■ Task prompt ■
Print the records below from the first line through the line containing "off one monotonically", both included, word for word.

■ Source information ■
//! Format revision table and engine version string handling.
//!
//! The serialized file format has been revised dozens of times without a
//! clean mapping to engine releases. Every conditional field in the
//! container - widths, presence, encoding - keys off one monotonically
//! ordered revision marker stored in the header. [`FormatVersion`] is that
//! marker: an ordered enumeration whose comparisons (`<`, `>=`) are the only
//! decision points the decoders use. Adding a future revision is a one-line
//! insertion here.
//!
//! Separately, files at [`FormatVersion::Unknown7`] and later embed a
//! human-readable engine version string such as `"2019.4.1f1"`;
//! [`UnityVersion`] splits it into a build-type tag and a numeric tuple.

use crate::{Error, Result};

/// One revision of the serialized file container layout.
///
/// Discriminants are the raw header values. The variants form a total
/// order; all decoding decisions are `>=` / `<` / `==` comparisons against
/// these markers. Numbered variants are revisions whose exact engine-side
/// trigger was never identified; the approximate engine era is noted where
/// known.
#[derive(Debug, Clone, Copy, PartialEq, Eq, PartialOrd, Ord, Hash)]
#[repr(u32)]
pub enum FormatVersion {
    /// Unity 1.x.
    Unknown1 = 1,
    /// Unity 1.x-2.x. Type tree nodes carry an extra variable count.
    Unknown2 = 2,
    /// Unity 2.x. Type tree nodes drop their index and meta flag fields.
    Unknown3 = 3,
    /// Unity 1.2-2.6. Externals gain a GUID and asset type tag; the file
    /// gains a trailing user information string.
    Unknown5 = 5,
    /// Unity 2.6-3.4. Externals gain a vestigial leading string slot.
    Unknown6 = 6,
    /// Unity 3.0-3.4. The engine version string and the big-ID flag appear.
    Unknown7 = 7,
    /// Unity 3.3-3.4. The target platform field appears.
    Unknown8 = 8,
    /// Unity 3.5-4.x. The endianness flag moves from the file tail into the
    /// header, and the metadata block moves to the front of the file.
    Unknown9 = 9,
    /// Unity 5.0 development builds. First revision with the flattened
    /// type tree encoding.
    Unknown10 = 10,
    /// Unity 5.0. Objects gain a script type index; the script type table
    /// appears.
    HasScriptTypeIndex = 11,
    /// Unity 5.0. The flattened type tree encoding becomes permanent.
    Unknown12 = 12,
    /// Unity 5.0. Types gain layout hashes and the per-file type tree
    /// enable flag.
    HasTypeTreeHashes = 13,
    /// Unity 5.0. Path IDs widen to 64 bits unconditionally.
    Unknown14 = 14,
    /// Unity 5.0-5.1. Objects carry a stripped flag (this revision and
    /// [`FormatVersion::RefactoredClassId`] only).
    SupportsStrippedObject = 15,
    /// Unity 5.2-5.4. Script class ids stop being negative; object type
    /// ids become direct indices into the type table.
    RefactoredClassId = 16,
    /// Unity 5.5+. The script type index moves from the object entry into
    /// the type record.
    RefactorTypeData = 17,
    /// Unity 5.6-2017.x. Shareable type tree data (no layout change
    /// observed in shipped files).
    RefactorShareableTypeTreeData = 18,
    /// Unity 2019.1. Flattened type tree nodes gain a reference type hash.
    TypeTreeNodeWithTypeFlags = 19,
    /// Unity 2019.2. The reference type table appears.
    SupportsRefObject = 20,
    /// Unity 2019.3+. Types store their dependency lists; reference types
    /// store class/namespace/assembly names instead.
    StoresTypeDependencies = 21,
    /// Unity 2020.1+. Size and offset header fields widen to 64 bits.
    LargeFilesSupport = 22,
}

impl FormatVersion {
    /// Decode a raw header value.
    ///
    /// Values outside the known table (including gaps such as `4`) fail
    /// with [`Error::UnsupportedVersion`] rather than guessing at field
    /// widths.
    pub fn from_raw(raw: u32) -> Result<Self> {
        use FormatVersion::*;
        Ok(match raw {
            1 => Unknown1,
            2 => Unknown2,
            3 => Unknown3,
            5 => Unknown5,
            6 => Unknown6,
            7 => Unknown7,
            8 => Unknown8,
            9 => Unknown9,
            10 => Unknown10,
            11 => HasScriptTypeIndex,
            12 => Unknown12,
            13 => HasTypeTreeHashes,
            14 => Unknown14,
            15 => SupportsStrippedObject,
            16 => RefactoredClassId,
            17 => RefactorTypeData,
            18 => RefactorShareableTypeTreeData,
            19 => TypeTreeNodeWithTypeFlags,
            20 => SupportsRefObject,
            21 => StoresTypeDependencies,
            22 => LargeFilesSupport,
            other => return Err(Error::UnsupportedVersion(other)),
        })
    }

    /// The raw header value for this revision.
    pub const fn raw(self) -> u32 {
        self as u32
    }
}

/// The release channel tag embedded in an engine version string.
#[derive(Debug, Clone, Copy, PartialEq, Eq)]
pub enum BuildType {
    /// `a` - alpha.
    Alpha,
    /// `b` - beta.
    Beta,
    /// `f` - final (regular release).
    Final,
    /// `p` - patch.
    Patch,
    /// `x` - experimental.
    Experimental,
    /// Tag not recognized, or the file is version-stripped.
    Unknown,
}

impl BuildType {
    fn from_tag(tag: &str) -> Self {
        match tag {
            "a" => BuildType::Alpha,
            "b" => BuildType::Beta,
            "f" => BuildType::Final,
            "p" => BuildType::Patch,
            "x" => BuildType::Experimental,
            _ => BuildType::Unknown,
        }
    }
}

/// Version string written into builds whose engine version was stripped.
const STRIPPED_VERSION: &str = "0.0.0";

/// A parsed engine version string, e.g. `"2019.4.1f1"`.
///
/// The numeric tuple has variable arity (commonly 3-4 components), so it is
/// kept as a `Vec` rather than a fixed array. Splitting works by
/// character-class substitution: digits are removed to find the build-type
/// tag, non-digits are turned into separators to find the numbers.
#[derive(Debug, Clone, PartialEq, Eq)]
pub struct UnityVersion {
    /// The string exactly as stored in the file.
    pub raw: String,
    /// Release channel parsed from the first non-digit run.
    pub build_type: BuildType,
    /// Numeric components in order of appearance.
    pub numbers: Vec<u32>,
    /// Whether the file carries the `"0.0.0"` sentinel instead of a real
    /// version. No numeric parse is attempted for stripped files.
    pub is_stripped: bool,
}

impl UnityVersion {
    /// Parse an engine version string.
    pub fn parse(raw: &str) -> Self {
        if raw == STRIPPED_VERSION {
            return Self {
                raw: raw.to_owned(),
                build_type: BuildType::Unknown,
                numbers: Vec::new(),
                is_stripped: true,
            };
        }

        let tags: String = raw
            .chars()
            .map(|c| if c.is_ascii_digit() { '.' } else { c })
            .collect();
        let build_type = tags
            .split('.')
            .find(|s| !s.is_empty())
            .map_or(BuildType::Unknown, BuildType::from_tag);

        let digits: String = raw
            .chars()
            .map(|c| if c.is_ascii_digit() { c } else { '.' })
            .collect();
        let numbers = digits
            .split('.')
            .filter(|s| !s.is_empty())
            .map(|s| s.parse().unwrap_or(u32::MAX))
            .collect();

        Self {
            raw: raw.to_owned(),
            build_type,
            numbers,
            is_stripped: false,
        }
    }
}

impl Default for UnityVersion {
    /// The version assumed for files predating the embedded version string
    /// ([`FormatVersion::Unknown7`]).
    fn default() -> Self {
        Self::parse("2.5.0f5")
    }
}
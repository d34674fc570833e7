//! Serialized type records - the per-class entries of the type table.
//!
//! Every object in a file is described by one of these records. What a
//! record contains has grown steadily: a bare class id in the earliest
//! revisions, then stripped-type and script-index markers, then layout
//! hashes, an embedded [`TypeTree`], and finally dependency information.
//! Reference types (entries of the reference type table, not the main type
//! table) share the same decoder but carry name/namespace/assembly strings
//! where ordinary types carry a dependency index list.

use std::io::{Read, Seek};

use crate::Result;
use crate::reader::EndianReader;
use crate::typetree::TypeTree;
use crate::version::FormatVersion;

/// Class id of `MonoBehaviour`, the host class for user script data.
const MONO_BEHAVIOUR: i32 = 114;

/// Managed type identity carried by reference type entries.
#[derive(Debug, Clone, PartialEq, Eq)]
pub struct RefTypeInfo {
    pub class_name: String,
    pub namespace: String,
    pub assembly_name: String,
}

/// One entry of the type (or reference type) table.
#[derive(Debug, Clone, PartialEq, Eq)]
pub struct SerializedType {
    /// Numeric class id. Before [`FormatVersion::RefactoredClassId`],
    /// script types are encoded as negative ids; afterwards scripts are
    /// always `MonoBehaviour` (class 114) with a separate script index.
    pub class_id: i32,
    /// Whether the type was stripped from the build. Absent before
    /// [`FormatVersion::RefactoredClassId`].
    pub is_stripped_type: Option<bool>,
    /// Index into the script type table. Absent before
    /// [`FormatVersion::RefactorTypeData`]; `-1` means "not a script".
    pub script_type_index: Option<i16>,
    /// Hash identifying the script backing this type, when it has one.
    pub script_id: Option<[u8; 16]>,
    /// Hash of the type's layout in the build that wrote the file.
    pub old_type_hash: Option<[u8; 16]>,
    /// Field layout. `None` when the file was written without type trees.
    pub tree: Option<TypeTree>,
    /// Indices of types this type depends on. Ordinary types only, at
    /// [`FormatVersion::StoresTypeDependencies`] and later.
    pub type_dependencies: Option<Vec<i32>>,
    /// Managed identity. Reference types only, at
    /// [`FormatVersion::StoresTypeDependencies`] and later. Mutually
    /// exclusive with `type_dependencies`.
    pub ref_type_info: Option<RefTypeInfo>,
}

impl SerializedType {
    /// Decode one type record.
    ///
    /// `is_ref_type` selects the reference-type variant of the trailing
    /// dependency data; `type_tree_enabled` is the per-file flag read from
    /// the metadata (true when the file predates the flag).
    pub fn parse<R: Read + Seek>(
        r: &mut EndianReader<R>,
        version: FormatVersion,
        type_tree_enabled: bool,
        is_ref_type: bool,
    ) -> Result<Self> {
        let class_id = r.i32()?;

        let is_stripped_type = if version >= FormatVersion::RefactoredClassId {
            Some(r.boolean()?)
        } else {
            None
        };

        let script_type_index = if version >= FormatVersion::RefactorTypeData {
            Some(r.i16()?)
        } else {
            None
        };

        let mut script_id = None;
        let mut old_type_hash = None;
        if version >= FormatVersion::HasTypeTreeHashes {
            if has_script_id(version, class_id, script_type_index, is_ref_type) {
                script_id = Some(r.bytes_array::<16>()?);
            }
            old_type_hash = Some(r.bytes_array::<16>()?);
        }

        let mut tree = None;
        let mut type_dependencies = None;
        let mut ref_type_info = None;
        if type_tree_enabled {
            tree = Some(TypeTree::parse(r, version)?);
            if version >= FormatVersion::StoresTypeDependencies {
                if is_ref_type {
                    ref_type_info = Some(RefTypeInfo {
                        class_name: r.null_string()?,
                        namespace: r.null_string()?,
                        assembly_name: r.null_string()?,
                    });
                } else {
                    type_dependencies = Some(r.i32_array()?);
                }
            }
        }

        Ok(Self {
            class_id,
            is_stripped_type,
            script_type_index,
            script_id,
            old_type_hash,
            tree,
            type_dependencies,
            ref_type_info,
        })
    }
}

/// Whether a type record carries a 16-byte script hash.
///
/// Reference types carry one when they point at a live script slot. For
/// ordinary types the class id itself signals "scripted", but the encoding
/// changed at [`FormatVersion::RefactoredClassId`]: before it, script
/// classes are negative; from it on, scripts are always `MonoBehaviour`.
fn has_script_id(
    version: FormatVersion,
    class_id: i32,
    script_type_index: Option<i16>,
    is_ref_type: bool,
) -> bool {
    if is_ref_type && matches!(script_type_index, Some(i) if i >= 0) {
        return true;
    }
    if version < FormatVersion::RefactoredClassId {
        class_id < 0
    } else {
        class_id == MONO_BEHAVIOUR
    }
}
//! Endian-configurable byte cursor shared by all decoders.
//!
//! Unity serialized files mix byte orders within one file: the envelope is
//! always big-endian, while the metadata that follows switches to
//! little-endian when the header's endianness flag is zero. [`EndianReader`]
//! therefore carries its byte order as runtime state instead of a type
//! parameter, and every fixed-width read dispatches on it.
//!
//! Each method reads exactly the bytes it promises or returns an error -
//! there is no partial-read ambiguity. Reads past the end of the source
//! report the decode [`Stage`] in progress and the byte offset at which the
//! source ran dry.

use std::io::{Read, Seek, SeekFrom};

use byteorder::{BigEndian, LittleEndian, ReadBytesExt};

use crate::{Error, Result, error::Stage};

/// Byte order applied to multi-byte reads.
#[derive(Debug, Clone, Copy, PartialEq, Eq)]
pub enum Endian {
    /// Most significant byte first. The default for serialized file
    /// envelopes.
    Big,
    /// Least significant byte first.
    Little,
}

macro_rules! impl_read_prim {
    ($name:ident, $ty:ty, $read:ident) => {
        #[doc = concat!("Read a `", stringify!($ty), "` in the current byte order.")]
        pub fn $name(&mut self) -> Result<$ty> {
            match self.endian {
                Endian::Big => self.inner.$read::<BigEndian>(),
                Endian::Little => self.inner.$read::<LittleEndian>(),
            }
            .map_err(|e| self.fail(e))
        }
    };
}

/// Seekable reader with a switchable byte order and a current decode stage.
///
/// The stage is bookkeeping only: it never affects what is read, but every
/// error produced while it is set names it, so callers learn *which* table
/// was being decoded when a file turned out shorter than its counts claimed.
pub struct EndianReader<R> {
    inner: R,
    endian: Endian,
    stage: Stage,
}

impl<R: Read + Seek> EndianReader<R> {
    /// Wrap `inner`, starting in the given byte order.
    pub fn new(inner: R, endian: Endian) -> Self {
        Self {
            inner,
            endian,
            stage: Stage::Header,
        }
    }

    /// Current byte order.
    pub fn endian(&self) -> Endian {
        self.endian
    }

    /// Switch the byte order for all subsequent multi-byte reads.
    pub fn set_endian(&mut self, endian: Endian) {
        self.endian = endian;
    }

    /// Mark the decode stage reported by subsequent errors.
    pub fn enter(&mut self, stage: Stage) {
        self.stage = stage;
    }

    /// Current absolute position in the underlying stream.
    pub fn position(&mut self) -> Result<u64> {
        self.inner.stream_position().map_err(|e| self.fail(e))
    }

    /// Seek to an absolute position.
    pub fn seek_to(&mut self, pos: u64) -> Result<()> {
        self.inner
            .seek(SeekFrom::Start(pos))
            .map(|_| ())
            .map_err(|e| self.fail(e))
    }

    /// Advance to the next 4-byte boundary, measured from the start of the
    /// stream. No-op when already aligned.
    pub fn align4(&mut self) -> Result<()> {
        let pos = self.position()?;
        let rem = pos % 4;
        if rem != 0 {
            self.seek_to(pos + (4 - rem))?;
        }
        Ok(())
    }

    /// Read one byte.
    pub fn u8(&mut self) -> Result<u8> {
        self.inner.read_u8().map_err(|e| self.fail(e))
    }

    /// Read one byte as a boolean (zero = false).
    pub fn boolean(&mut self) -> Result<bool> {
        Ok(self.u8()? != 0)
    }

    impl_read_prim!(u16, u16, read_u16);
    impl_read_prim!(i16, i16, read_i16);
    impl_read_prim!(u32, u32, read_u32);
    impl_read_prim!(i32, i32, read_i32);
    impl_read_prim!(u64, u64, read_u64);
    impl_read_prim!(i64, i64, read_i64);

    /// Read exactly `N` bytes into a fixed-size array.
    pub fn bytes_array<const N: usize>(&mut self) -> Result<[u8; N]> {
        let mut b = [0u8; N];
        self.inner.read_exact(&mut b).map_err(|e| self.fail(e))?;
        Ok(b)
    }

    /// Read exactly `len` bytes into a `Vec`.
    pub fn bytes(&mut self, len: usize) -> Result<Vec<u8>> {
        let mut b = vec![0u8; len];
        self.inner.read_exact(&mut b).map_err(|e| self.fail(e))?;
        Ok(b)
    }

    /// Read a null-terminated UTF-8 string from the current position.
    pub fn null_string(&mut self) -> Result<String> {
        let mut bytes = Vec::new();
        loop {
            let b = self.u8()?;
            if b == 0 {
                break;
            }
            bytes.push(b);
        }
        Ok(String::from_utf8_lossy(&bytes).into_owned())
    }

    /// Read a length-prefixed `i32` array (count as `i32`, then that many
    /// values).
    pub fn i32_array(&mut self) -> Result<Vec<i32>> {
        let count = self.count()?;
        let mut v = Vec::with_capacity(count);
        for _ in 0..count {
            v.push(self.i32()?);
        }
        Ok(v)
    }

    /// Read an `i32` element count, rejecting negative values.
    pub fn count(&mut self) -> Result<usize> {
        let raw = self.i32()?;
        usize::try_from(raw).map_err(|_| Error::Parse {
            stage: self.stage,
            message: "negative element count",
        })
    }

    fn fail(&mut self, e: std::io::Error) -> Error {
        let offset = self.inner.stream_position().unwrap_or(0);
        if e.kind() == std::io::ErrorKind::UnexpectedEof {
            Error::Truncated {
                stage: self.stage,
                offset,
            }
        } else {
            Error::Io {
                stage: self.stage,
                offset,
                source: e,
            }
        }
    }
}

/// Extract a null-terminated UTF-8 string from a byte slice at `offset`.
///
/// Returns [`Error::BadStringOffset`] if `offset` is out of bounds or no
/// null byte follows it.
pub(crate) fn null_string_at(buf: &[u8], offset: u32) -> Result<String> {
    let slice = buf
        .get(offset as usize..)
        .ok_or(Error::BadStringOffset { offset })?;
    let end = slice
        .iter()
        .position(|&b| b == 0)
        .ok_or(Error::BadStringOffset { offset })?;
    Ok(String::from_utf8_lossy(&slice[..end]).into_owned())
}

■ Answer ■
//! Format revision table and engine version string handling.
//!
//! The serialized file format has been revised dozens of times without a
//! clean mapping to engine releases. Every conditional field in the
//! container - widths, presence, encoding - keys off one monotonically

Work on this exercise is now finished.